Exercise data below:

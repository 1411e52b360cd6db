mod birthday;
mod dto;
pub mod handlers;
pub mod repo;

use crate::state::AppState;
use axum::Router;

pub fn router() -> Router<AppState> {
    Router::new()
        .merge(handlers::read_routes())
        .merge(handlers::write_routes())
}
use axum::{
    http::{header, HeaderValue, StatusCode},
    response::{IntoResponse, Response},
    Json,
};
use serde_json::json;
use thiserror::Error;

/// Error returned by API handlers, rendered as `{"error": ...}` JSON.
#[derive(Debug, Error)]
pub enum ApiError {
    #[error("invalid credentials")]
    Unauthorized,

    #[error("{0}")]
    BadRequest(String),

    #[error("{0}")]
    NotFound(String),

    #[error("{0}")]
    Conflict(String),

    #[error(transparent)]
    Internal(#[from] anyhow::Error),
}

impl IntoResponse for ApiError {
    fn into_response(self) -> Response {
        let (status, message) = match &self {
            ApiError::Unauthorized => (StatusCode::UNAUTHORIZED, self.to_string()),
            ApiError::BadRequest(m) => (StatusCode::BAD_REQUEST, m.clone()),
            ApiError::NotFound(m) => (StatusCode::NOT_FOUND, m.clone()),
            ApiError::Conflict(m) => (StatusCode::CONFLICT, m.clone()),
            ApiError::Internal(e) => {
                tracing::error!(error = %e, "internal error");
                (
                    StatusCode::INTERNAL_SERVER_ERROR,
                    "internal server error".to_string(),
                )
            }
        };

        let mut res = (status, Json(json!({ "error": message }))).into_response();
        if status == StatusCode::UNAUTHORIZED {
            res.headers_mut().insert(
                header::WWW_AUTHENTICATE,
                HeaderValue::from_static("Bearer"),
            );
        }
        res
    }
}

#[cfg(test)]
mod tests {
    use super::*;

    #[test]
    fn unauthorized_carries_bearer_challenge() {
        let res = ApiError::Unauthorized.into_response();
        assert_eq!(res.status(), StatusCode::UNAUTHORIZED);
        assert_eq!(
            res.headers().get(header::WWW_AUTHENTICATE).unwrap(),
            "Bearer"
        );
    }

    #[test]
    fn not_found_maps_to_404() {
        let res = ApiError::NotFound("Contact not found".into()).into_response();
        assert_eq!(res.status(), StatusCode::NOT_FOUND);
    }

    #[test]
    fn internal_hides_the_source_message() {
        let res = ApiError::Internal(anyhow::anyhow!("db credentials leaked")).into_response();
        assert_eq!(res.status(), StatusCode::INTERNAL_SERVER_ERROR);
    }
}
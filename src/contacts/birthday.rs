use time::{Date, Duration, Month};

/// Days ahead (inclusive) that count as an upcoming birthday.
const WINDOW_DAYS: i64 = 7;

/// Where the birthday of `birth` is observed in `year`. Feb 29 falls on
/// Mar 1 in non-leap years.
fn observed_on(year: i32, birth: Date) -> Date {
    Date::from_calendar_date(year, birth.month(), birth.day())
        .or_else(|_| Date::from_calendar_date(year, Month::March, 1))
        .unwrap_or(birth)
}

/// True when the next occurrence of the birthday (month/day only, the stored
/// year is ignored) falls within `[today, today + 7 days]` inclusive. Checks
/// this year and the next so a late-December window reaches into January.
pub fn in_upcoming_window(birth: Date, today: Date) -> bool {
    let end = today + Duration::days(WINDOW_DAYS);
    for year in [today.year(), today.year() + 1] {
        let occurrence = observed_on(year, birth);
        if occurrence >= today && occurrence <= end {
            return true;
        }
    }
    false
}

#[cfg(test)]
mod tests {
    use super::*;
    use time::macros::date;

    #[test]
    fn matches_today_and_plus_three_but_not_plus_eight_or_yesterday() {
        let today = date!(2024 - 06 - 10);
        // Stored years are historical; only month/day matters.
        assert!(in_upcoming_window(date!(1990 - 06 - 10), today));
        assert!(in_upcoming_window(date!(1985 - 06 - 13), today));
        assert!(!in_upcoming_window(date!(1990 - 06 - 18), today));
        assert!(!in_upcoming_window(date!(1990 - 06 - 09), today));
    }

    #[test]
    fn window_end_is_inclusive() {
        let today = date!(2024 - 06 - 10);
        assert!(in_upcoming_window(date!(2000 - 06 - 17), today));
    }

    #[test]
    fn wraps_across_new_year() {
        let today = date!(2024 - 12 - 28);
        assert!(in_upcoming_window(date!(1979 - 01 - 02), today));
        assert!(in_upcoming_window(date!(1979 - 12 - 31), today));
        assert!(!in_upcoming_window(date!(1979 - 01 - 05), today));
    }

    #[test]
    fn feb_29_observed_on_mar_1_in_non_leap_years() {
        // 2023 is not a leap year.
        assert!(in_upcoming_window(date!(1996 - 02 - 29), date!(2023 - 02 - 25)));
        assert!(!in_upcoming_window(date!(1996 - 02 - 29), date!(2023 - 03 - 02)));
        // 2024 is: the real Feb 29 counts.
        assert!(in_upcoming_window(date!(1996 - 02 - 29), date!(2024 - 02 - 25)));
    }

    #[test]
    fn birthday_eleven_months_away_does_not_match() {
        let today = date!(2024 - 06 - 10);
        assert!(!in_upcoming_window(date!(1990 - 05 - 10), today));
    }
}
/// Apply a diff to one active mesocycle's pending, not-yet-due workouts
///
/// The mesocycle's layout snapshot is replaced with `new_layout`.
pub fn apply_plan_diff(
    db: &mut Database,
    mesocycle_id: Uuid,
    diff: &PlanDiff,
    new_layout: &PlanLayout,
    today: NaiveDate,
    now: DateTime<Utc>,
    policy: &ProgressionConfig,
) -> Result<ModificationResult> {
    let meso: Mesocycle = db.mesocycle(mesocycle_id)?.clone();
    if meso.status != MesocycleStatus::Active {
        return Err(Error::Conflict(format!(
            "Mesocycle {} is {}, plan edits apply only to an active mesocycle",
            meso.id, meso.status
        )));
    }

    let mut result = ModificationResult::default();

    // Targets for every slot whose rows may be (re)built, computed before any write
    let mut targets: HashMap<(String, String), Vec<WeekTargets>> = HashMap::new();
    let slots = diff.added_exercises().chain(
            diff.modified_exercises()
                .filter(|(_, _, changes)| changes.affects_targets())
                .map(|(day_id, exercise, _)| (day_id, exercise)),
        );
    for (day_id, exercise) in slots {
        let weeks = rebased_slot_targets(
            db,
            meso.id,
            &meso.schedule,
            day_id,
            exercise,
            meso.duration_weeks(),
            policy,
        )?;
        targets.insert((day_id.to_string(), exercise.exercise_id.clone()), weeks);
    }

    for day_id in diff.removed_days() {
        let before = db.workouts.len();
        let mut removed_sets = 0;
        db.workouts.retain(|w| {
            let drop = w.plan_day_id == day_id && is_eligible(w, meso.id, today);
            if drop {
                removed_sets += w.sets.len();
            }
            !drop
        });
        result.affected_workout_count += before - db.workouts.len();
        result.removed_sets_count += removed_sets;
    }

    for workout in db
        .workouts
        .iter_mut()
        .filter(|w| is_eligible(w, meso.id, today))
    {
        let Some(new_day) = new_layout.day(&workout.plan_day_id) else {
            continue;
        };
        let edit = edit_workout(workout, diff, new_day, &targets)?;
        if edit.touched() {
            tracing::debug!(
                "Workout {} (day '{}' week {}): +{} -{} ~{} sets",
                workout.id,
                workout.plan_day_id,
                workout.week_number,
                edit.added,
                edit.removed,
                edit.modified
            );
            result.affected_workout_count += 1;
            result.added_sets_count += edit.added;
            result.removed_sets_count += edit.removed;
            result.modified_sets_count += edit.modified;
        }
    }

    for day in diff.added_days() {
        let summary = generate_workouts(
            db,
            &GenerationRequest {
                mesocycle_id: meso.id,
                start_date: meso.start_date,
                layout: new_layout,
                schedule: &meso.schedule,
                weeks: 1..=meso.duration_weeks(),
                only_day: Some(&day.id),
                not_before: Some(today),
                policy,
            },
        )?;
        result.affected_workout_count += summary.created + summary.replaced;
        result.added_sets_count += summary.sets_created;
    }

    result.warnings = collect_warnings(&meso.layout, new_layout);

    let stored = db.mesocycle_mut(meso.id)?;
    stored.layout = new_layout.clone();
    stored.updated_at = now;

    tracing::info!(
        "Applied {} plan changes to mesocycle {}: {} workouts, +{} -{} ~{} sets",
        diff.changes.len(),
        meso.id,
        result.affected_workout_count,
        result.added_sets_count,
        result.removed_sets_count,
        result.modified_sets_count
    );
    Ok(result)
}

fn collect_warnings(old: &PlanLayout, new: &PlanLayout) -> Vec<String> {
    let mut warnings = Vec::new();
    for new_day in &new.days {
        let Some(old_day) = old.day(&new_day.id) else {
            continue;
        };
        if new_day.exercises.is_empty() && !old_day.exercises.is_empty() {
            warnings.push(format!(
                "Day '{}' has no exercises left; its upcoming workouts are empty",
                new_day.id
            ));
        }
        if new_day.day_offset != old_day.day_offset {
            warnings.push(format!(
                "Day '{}' moved from offset {} to {}; already scheduled workouts keep their dates",
                new_day.id, old_day.day_offset, new_day.day_offset
            ));
        }
    }
    warnings
}

/// Replace a plan's layout and reconcile every mesocycle that depends on it
///
/// The active mesocycle (if it runs this plan) gets the diff applied;
/// pending ones get their snapshot refreshed; finished ones are left alone.
pub fn apply_plan_modification(
    db: &mut Database,
    plan_id: &str,
    new_layout: &PlanLayout,
    today: NaiveDate,
    now: DateTime<Utc>,
    policy: &ProgressionConfig,
) -> Result<ModificationResult> {
    db.plan(plan_id)?;

    let errors = validate_layout(new_layout);
    if !errors.is_empty() {
        return Err(Error::Validation(errors.join("; ")));
    }

    let mut result = ModificationResult::default();
    let active = db
        .active_mesocycle()
        .filter(|m| m.plan_id == plan_id)
        .map(|m| m.id);

    if let Some(meso_id) = active {
        if new_layout.days.is_empty() || new_layout.exercise_count() == 0 {
            return Err(Error::Validation(
                "Layout would leave the active mesocycle with no days or no exercises".into(),
            ));
        }
        let diff = PlanDiff::compute(&db.mesocycle(meso_id)?.layout, new_layout);
        result = apply_plan_diff(db, meso_id, &diff, new_layout, today, now, policy)?;
    }

    for meso in db
        .mesocycles
        .values_mut()
        .filter(|m| m.plan_id == plan_id && m.status == MesocycleStatus::Pending)
    {
        meso.layout = new_layout.clone();
        meso.updated_at = now;
    }

    if let Some(plan) = db.plans.get_mut(plan_id) {
        plan.days = new_layout.days.clone();
    }
    Ok(result)
}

End of Exercise data.

Work instructions => Give an exact copy of the lines above, from the top of the records to the line that contains "let res = ApiError::Unauthorized.into_response();", taking in both ends.

Problem solution =>
repository 1411e52b360cd6db
mod birthday;
mod dto;
pub mod handlers;
pub mod repo;

use crate::state::AppState;
use axum::Router;

pub fn router() -> Router<AppState> {
    Router::new()
        .merge(handlers::read_routes())
        .merge(handlers::write_routes())
}
use axum::{
    http::{header, HeaderValue, StatusCode},
    response::{IntoResponse, Response},
    Json,
};
use serde_json::json;
use thiserror::Error;

/// Error returned by API handlers, rendered as `{"error": ...}` JSON.
#[derive(Debug, Error)]
pub enum ApiError {
    #[error("invalid credentials")]
    Unauthorized,

    #[error("{0}")]
    BadRequest(String),

    #[error("{0}")]
    NotFound(String),

    #[error("{0}")]
    Conflict(String),

    #[error(transparent)]
    Internal(#[from] anyhow::Error),
}

impl IntoResponse for ApiError {
    fn into_response(self) -> Response {
        let (status, message) = match &self {
            ApiError::Unauthorized => (StatusCode::UNAUTHORIZED, self.to_string()),
            ApiError::BadRequest(m) => (StatusCode::BAD_REQUEST, m.clone()),
            ApiError::NotFound(m) => (StatusCode::NOT_FOUND, m.clone()),
            ApiError::Conflict(m) => (StatusCode::CONFLICT, m.clone()),
            ApiError::Internal(e) => {
                tracing::error!(error = %e, "internal error");
                (
                    StatusCode::INTERNAL_SERVER_ERROR,
                    "internal server error".to_string(),
                )
            }
        };

        let mut res = (status, Json(json!({ "error": message }))).into_response();
        if status == StatusCode::UNAUTHORIZED {
            res.headers_mut().insert(
                header::WWW_AUTHENTICATE,
                HeaderValue::from_static("Bearer"),
            );
        }
        res
    }
}

#[cfg(test)]
mod tests {
    use super::*;

    #[test]
    fn unauthorized_carries_bearer_challenge() {
        let res = ApiError::Unauthorized.into_response();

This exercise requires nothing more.